Integration by parts method is usually used for the multiplication of the functions and their integration.

Let’s assume $

f\left( x \right)=g\left( x \right)h\left( x \right) $ .

We need to find the integration of

$ \int{f\left( x \right)dx}=\int{g\left( x \right)h\left( x \right)dx} $ .

We take

$ u=g\left( x \right),v=h\left( x \right) $ . This gives $ \int{f\left( x \right)dx}=\int{uvdx} $ .

The theorem of integration by parts gives

$ \int{uvdx}=u\int{vdx}-\int{\left( \dfrac{du}{dx}\int{vdx} \right)dx} $ .

For our integration $ \int{x\sin xdx} $ , we take $ u=x,v=\sin x $ .

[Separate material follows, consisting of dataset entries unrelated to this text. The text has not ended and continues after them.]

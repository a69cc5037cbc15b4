//! Error taxonomy for the backtester library
//!
//! Application code (config loading, the CLI runner) wraps these in
//! `anyhow::Error` with context; library functions return them directly.

use std::path::PathBuf;

use thiserror::Error;

pub type BacktestResult<T> = std::result::Result<T, BacktestError>;

#[derive(Debug, Error)]
pub enum BacktestError {
    /// The settlement point has no rows in the price table
    #[error("settlement point {node} not found in {path}")]
    NodeNotFound { node: String, path: PathBuf },

    /// The settlement point has no entry in the rule table
    #[error("settlement point {0} has no rule definition")]
    UnknownNode(String),

    #[error("{path} is missing required column(s): {}", columns.join(", "))]
    MissingColumns { path: PathBuf, columns: Vec<String> },

    #[error("unparseable timestamp {0:?}")]
    InvalidTimestamp(String),

    #[error("invalid rule: {0}")]
    InvalidRule(String),

    #[error("chart rendering failed: {0}")]
    Chart(String),

    #[error("I/O error on {path}: {source}")]
    Io {
        path: PathBuf,
        #[source]
        source: std::io::Error,
    },

    #[error(transparent)]
    Csv(#[from] csv::Error),

    #[error(transparent)]
    Yaml(#[from] serde_yaml::Error),

    #[error(transparent)]
    Json(#[from] serde_json::Error),
}

impl BacktestError {
    pub fn io(path: impl Into<PathBuf>, source: std::io::Error) -> Self {
        BacktestError::Io {
            path: path.into(),
            source,
        }
    }
}
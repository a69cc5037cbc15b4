//! Core types used throughout the backtester
//!
//! Defines enriched price rows and the evaluation rows derived from them.

use chrono::{Datelike, NaiveDateTime, Timelike, Weekday};
use serde::{Deserialize, Serialize};

use crate::season;

/// Weekdays in report order (Monday first)
pub const WEEKDAYS: [Weekday; 7] = [
    Weekday::Mon,
    Weekday::Tue,
    Weekday::Wed,
    Weekday::Thu,
    Weekday::Fri,
    Weekday::Sat,
    Weekday::Sun,
];

/// Full English weekday name ("Monday")
pub fn day_name(weekday: Weekday) -> &'static str {
    match weekday {
        Weekday::Mon => "Monday",
        Weekday::Tue => "Tuesday",
        Weekday::Wed => "Wednesday",
        Weekday::Thu => "Thursday",
        Weekday::Fri => "Friday",
        Weekday::Sat => "Saturday",
        Weekday::Sun => "Sunday",
    }
}

/// Parse a weekday from its full or abbreviated English name
pub fn parse_weekday(s: &str) -> Option<Weekday> {
    s.trim().parse::<Weekday>().ok()
}

/// One hourly row of a node's price history, enriched with calendar fields
#[derive(Debug, Clone, PartialEq)]
pub struct PriceObservation {
    pub timestamp: NaiveDateTime,
    pub settlement_point: String,
    pub day_of_week: Weekday,
    /// Hour of day, 0-23
    pub hour: u32,
    /// Hour ending, 1-24
    pub hour_ending: u32,
    pub month_name: &'static str,
    /// Quarter-based season label
    pub season: &'static str,
    pub spp_da: f64,
    pub spp_rt: f64,
}

impl PriceObservation {
    pub fn new(settlement_point: &str, timestamp: NaiveDateTime, spp_da: f64, spp_rt: f64) -> Self {
        Self {
            timestamp,
            settlement_point: settlement_point.to_string(),
            day_of_week: timestamp.weekday(),
            hour: timestamp.hour(),
            hour_ending: timestamp.hour() + 1,
            month_name: season::month_name(timestamp),
            season: season::quarter_season(timestamp),
            spp_da,
            spp_rt,
        }
    }

    /// RT minus DA spread for this hour
    pub fn spread(&self) -> f64 {
        self.spp_rt - self.spp_da
    }
}

/// A price row after strategy evaluation
#[derive(Debug, Clone, PartialEq)]
pub struct EvaluationRow {
    pub observation: PriceObservation,
    /// True offer price; NaN without history, -inf when no rule applies
    pub bid_price: f64,
    /// Display-only bid (DA +/- 1 after overwrite), never used for awards
    pub display_bid_price: f64,
    pub awarded: bool,
    pub profit: f64,
    pub rules: String,
    pub cum_profit: f64,
    pub cum_awarded: u64,
}

/// Flat CSV form of [`EvaluationRow`]
#[derive(Debug, Clone, Serialize, Deserialize)]
pub struct EvaluationRecord {
    pub date: String,
    #[serde(rename = "settlementPoint")]
    pub settlement_point: String,
    pub day_of_week: String,
    pub hour: u32,
    pub hour_ending: u32,
    pub month_name: String,
    pub season: String,
    #[serde(rename = "SPP_DA")]
    pub spp_da: f64,
    #[serde(rename = "SPP_RT")]
    pub spp_rt: f64,
    pub bid_price: f64,
    pub display_bid_price: f64,
    /// 1 or 0
    pub awarded: u8,
    pub profit: f64,
    pub rules: String,
    pub cum_profit: f64,
    pub cum_awarded: u64,
}

pub const TIMESTAMP_FORMAT: &str = "%Y-%m-%d %H:%M:%S";

impl From<&EvaluationRow> for EvaluationRecord {
    fn from(row: &EvaluationRow) -> Self {
        let obs = &row.observation;
        Self {
            date: obs.timestamp.format(TIMESTAMP_FORMAT).to_string(),
            settlement_point: obs.settlement_point.clone(),
            day_of_week: day_name(obs.day_of_week).to_string(),
            hour: obs.hour,
            hour_ending: obs.hour_ending,
            month_name: obs.month_name.to_string(),
            season: obs.season.to_string(),
            spp_da: obs.spp_da,
            spp_rt: obs.spp_rt,
            bid_price: row.bid_price,
            display_bid_price: row.display_bid_price,
            awarded: u8::from(row.awarded),
            profit: row.profit,
            rules: row.rules.clone(),
            cum_profit: row.cum_profit,
            cum_awarded: row.cum_awarded,
        }
    }
}
//! Configuration management for the backtester
//!
//! Loads defaults, optional YAML files and environment variables via .env

mod types;

pub use types::*;

use anyhow::{bail, Context, Result};
use config::{Config, Environment, File};
use serde::Deserialize;
use std::path::Path;

use crate::backtesting::BacktestConfig;
use crate::strategy::{RuleCombinator, StrategyParams};

/// Main application configuration
#[derive(Debug, Clone, Deserialize)]
pub struct AppConfig {
    pub data: DataConfig,
    pub output: OutputConfig,
    pub strategy: StrategyConfig,
    pub report: ReportConfig,
    pub auto_rules: AutoRulesConfig,
}

impl AppConfig {
    /// Load configuration. `path` is an explicit file layered over
    /// `config/default` and `config/local`, below environment overrides.
    pub fn load(path: Option<&Path>) -> Result<Self> {
        // Load .env file first
        dotenvy::dotenv().ok();

        let mut builder = Config::builder()
            // Data defaults
            .set_default("data.input_path", "./data/virtual_trading_data.csv")?
            .set_default(
                "data.weekday_hour_path",
                "./data/virtual_trading_weekday_hour.csv",
            )?
            .set_default("data.nodes_file", "./config/nodes.yaml")?
            // Output defaults
            .set_default("output.results_dir", "./results")?
            .set_default("output.save_csv", true)?
            .set_default("output.save_chart", true)?
            .set_default("output.save_summary", true)?
            // Strategy defaults
            .set_default("strategy.margin", 5.0)?
            .set_default("strategy.lookback_start_days", 7)?
            .set_default("strategy.lookback_end_days", 2)?
            .set_default("strategy.rule_combinator", "all")?
            // Report defaults
            .set_default("report.display_bid_overwrite", true)?
            // Auto rule defaults
            .set_default("auto_rules.median_return_threshold", 1.0)?
            // Load config files if they exist
            .add_source(File::with_name("config/default").required(false))
            .add_source(File::with_name("config/local").required(false));

        if let Some(path) = path {
            builder = builder.add_source(File::from(path).required(true));
        }

        let config = builder
            // Override with environment variables (SPP_BACKTEST__*)
            .add_source(Environment::with_prefix("SPP_BACKTEST").separator("__"))
            .build()
            .context("Failed to build configuration")?;

        let app_config: AppConfig = config
            .try_deserialize()
            .context("Failed to deserialize configuration")?;

        app_config.validate()?;
        Ok(app_config)
    }

    /// Reject settings that would make every lookback window empty
    pub fn validate(&self) -> Result<()> {
        if self.strategy.lookback_start_days < self.strategy.lookback_end_days {
            bail!(
                "strategy.lookback_start_days ({}) must be >= strategy.lookback_end_days ({})",
                self.strategy.lookback_start_days,
                self.strategy.lookback_end_days
            );
        }
        if !self.strategy.margin.is_finite() {
            bail!("strategy.margin must be finite");
        }
        Ok(())
    }

    pub fn strategy_params(&self) -> StrategyParams {
        StrategyParams {
            margin: self.strategy.margin,
            lookback_start_days: self.strategy.lookback_start_days,
            lookback_end_days: self.strategy.lookback_end_days,
            combinator: self.strategy.rule_combinator,
        }
    }

    pub fn backtest_config(&self) -> BacktestConfig {
        BacktestConfig {
            display_bid_overwrite: self.report.display_bid_overwrite,
        }
    }

    /// One-line digest of the config for logging
    pub fn digest(&self) -> String {
        format!(
            "input={} nodes_file={} results={} margin={:.2} lookback={}..{}d combinator={} overwrite={}",
            self.data.input_path.display(),
            self.data.nodes_file.display(),
            self.output.results_dir.display(),
            self.strategy.margin,
            self.strategy.lookback_start_days,
            self.strategy.lookback_end_days,
            self.strategy.rule_combinator,
            self.report.display_bid_overwrite
        )
    }

    pub fn uses_any_combinator(&self) -> bool {
        self.strategy.rule_combinator == RuleCombinator::Any
    }
}

impl std::fmt::Display for AppConfig {
    fn fmt(&self, f: &mut std::fmt::Formatter<'_>) -> std::fmt::Result {
        write!(f, "{}", self.digest())
    }
}

#[cfg(test)]
mod tests {
    use super::*;
    use std::fs;
    use std::path::PathBuf;

    fn temp_config_dir(test_name: &str) -> PathBuf {
        std::env::temp_dir().join(format!(
            "spp_backtest_config_{}_{}",
            test_name,
            uuid::Uuid::new_v4()
        ))
    }

    #[test]
    fn test_defaults() {
        let config = AppConfig::load(None).unwrap();
        let params = config.strategy_params();
        assert_eq!(params.margin, 5.0);
        assert_eq!(params.lookback_start_days, 7);
        assert_eq!(params.lookback_end_days, 2);
        assert_eq!(params.combinator, RuleCombinator::All);
        assert!(config.backtest_config().display_bid_overwrite);
        assert_eq!(config.auto_rules.median_return_threshold, 1.0);
    }

    #[test]
    fn test_explicit_file_overrides_defaults() {
        let dir = temp_config_dir("explicit");
        fs::create_dir_all(&dir).unwrap();
        let path = dir.join("run.yaml");
        fs::write(
            &path,
            "strategy:\n  margin: 2.5\n  rule_combinator: any\noutput:\n  save_chart: false\n",
        )
        .unwrap();

        let config = AppConfig::load(Some(&path)).unwrap();
        assert_eq!(config.strategy.margin, 2.5);
        assert!(config.uses_any_combinator());
        assert!(!config.output.save_chart);
        assert!(config.output.save_csv);
        assert!(config.digest().contains("combinator=any"));

        let _ = fs::remove_dir_all(&dir);
    }

    #[test]
    fn test_inverted_lookback_rejected() {
        let dir = temp_config_dir("lookback");
        fs::create_dir_all(&dir).unwrap();
        let path = dir.join("bad.yaml");
        fs::write(
            &path,
            "strategy:\n  lookback_start_days: 1\n  lookback_end_days: 3\n",
        )
        .unwrap();

        assert!(AppConfig::load(Some(&path)).is_err());
        let _ = fs::remove_dir_all(&dir);
    }

    #[test]
    fn test_missing_explicit_file_is_an_error() {
        let path = temp_config_dir("missing").join("nope.yaml");
        assert!(AppConfig::load(Some(&path)).is_err());
    }
}
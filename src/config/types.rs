//! Configuration section types

use serde::Deserialize;
use std::path::PathBuf;

use crate::strategy::RuleCombinator;

/// Input locations
#[derive(Debug, Clone, Deserialize)]
pub struct DataConfig {
    /// Flat hourly price table (settlementPoint, date, SPP_DA, SPP_RT)
    pub input_path: PathBuf,
    /// Precomputed weekday/hour median returns
    pub weekday_hour_path: PathBuf,
    /// YAML node -> rules table
    pub nodes_file: PathBuf,
}

#[derive(Debug, Clone, Deserialize)]
pub struct OutputConfig {
    pub results_dir: PathBuf,
    pub save_csv: bool,
    pub save_chart: bool,
    pub save_summary: bool,
}

#[derive(Debug, Clone, Deserialize)]
pub struct StrategyConfig {
    /// USD subtracted from the trailing mean RT price
    pub margin: f64,
    pub lookback_start_days: i64,
    pub lookback_end_days: i64,
    pub rule_combinator: RuleCombinator,
}

#[derive(Debug, Clone, Deserialize)]
pub struct ReportConfig {
    /// Show DA +/- 1 as the bid in outputs, after awards are computed
    pub display_bid_overwrite: bool,
}

#[derive(Debug, Clone, Deserialize)]
pub struct AutoRulesConfig {
    /// Hours qualify when their median RT - DA return is strictly above this
    pub median_return_threshold: f64,
}
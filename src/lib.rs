//! SPP Backtest Library
//!
//! Backtests time-of-week virtual bids against day-ahead and real-time
//! settlement point prices, node by node.

pub mod backtesting;
pub mod config;
pub mod data;
pub mod error;
pub mod persistence;
pub mod results;
pub mod runner;
pub mod season;
pub mod strategy;
pub mod types;

pub use error::{BacktestError, BacktestResult};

Now we complete the integration

\[\int{x\sin xdx}=x\int{\sin xdx}-\int{\left( \dfrac{d\left( x \right)}{dx}\int{\sin xdx} \right)dx}\].

We have the differentiation formula for $ u=x $ where

$ \dfrac{d}{dx}\left( {{x}^{n}} \right)=n{{x}^{n-1}} $ .

The integration formula for

$ \int{\sin xdx}=-\cos x,\int{\cos xdx}=\sin x $ .

We apply these formulas to complete the integration and get

\[\int{x\sin xdx}=x\left( -\cos x \right)-\int{\left( -\cos x \right)dx}=-x\cos x+\int{\cos xdx}\].

We have one more integration part remaining.

So, \[\int{x\sin xdx}=-x\cos x+\int{\cos xdx}=-x\cos x+\sin x+c\]. Here $ c $ is the integral constant.

Therefore, the integration by parts of $ \int{x\sin xdx} $ gives \[-x\cos x+\sin x+c\].

**So, the correct answer is “ \[-x\cos x+\sin x+c\]”.**

**Note**: In case one of two functions are missing and we need to form the by parts method, we will take the multiplying constant 1 as the second function.

For example: if we need to find \[\int{\ln xdx}\], we have only one function. So, we take constant 1 as the second function where $ u=\ln x,v=1 $ . But we need to remember that we won’t perform by parts by taking $ u=1 $ .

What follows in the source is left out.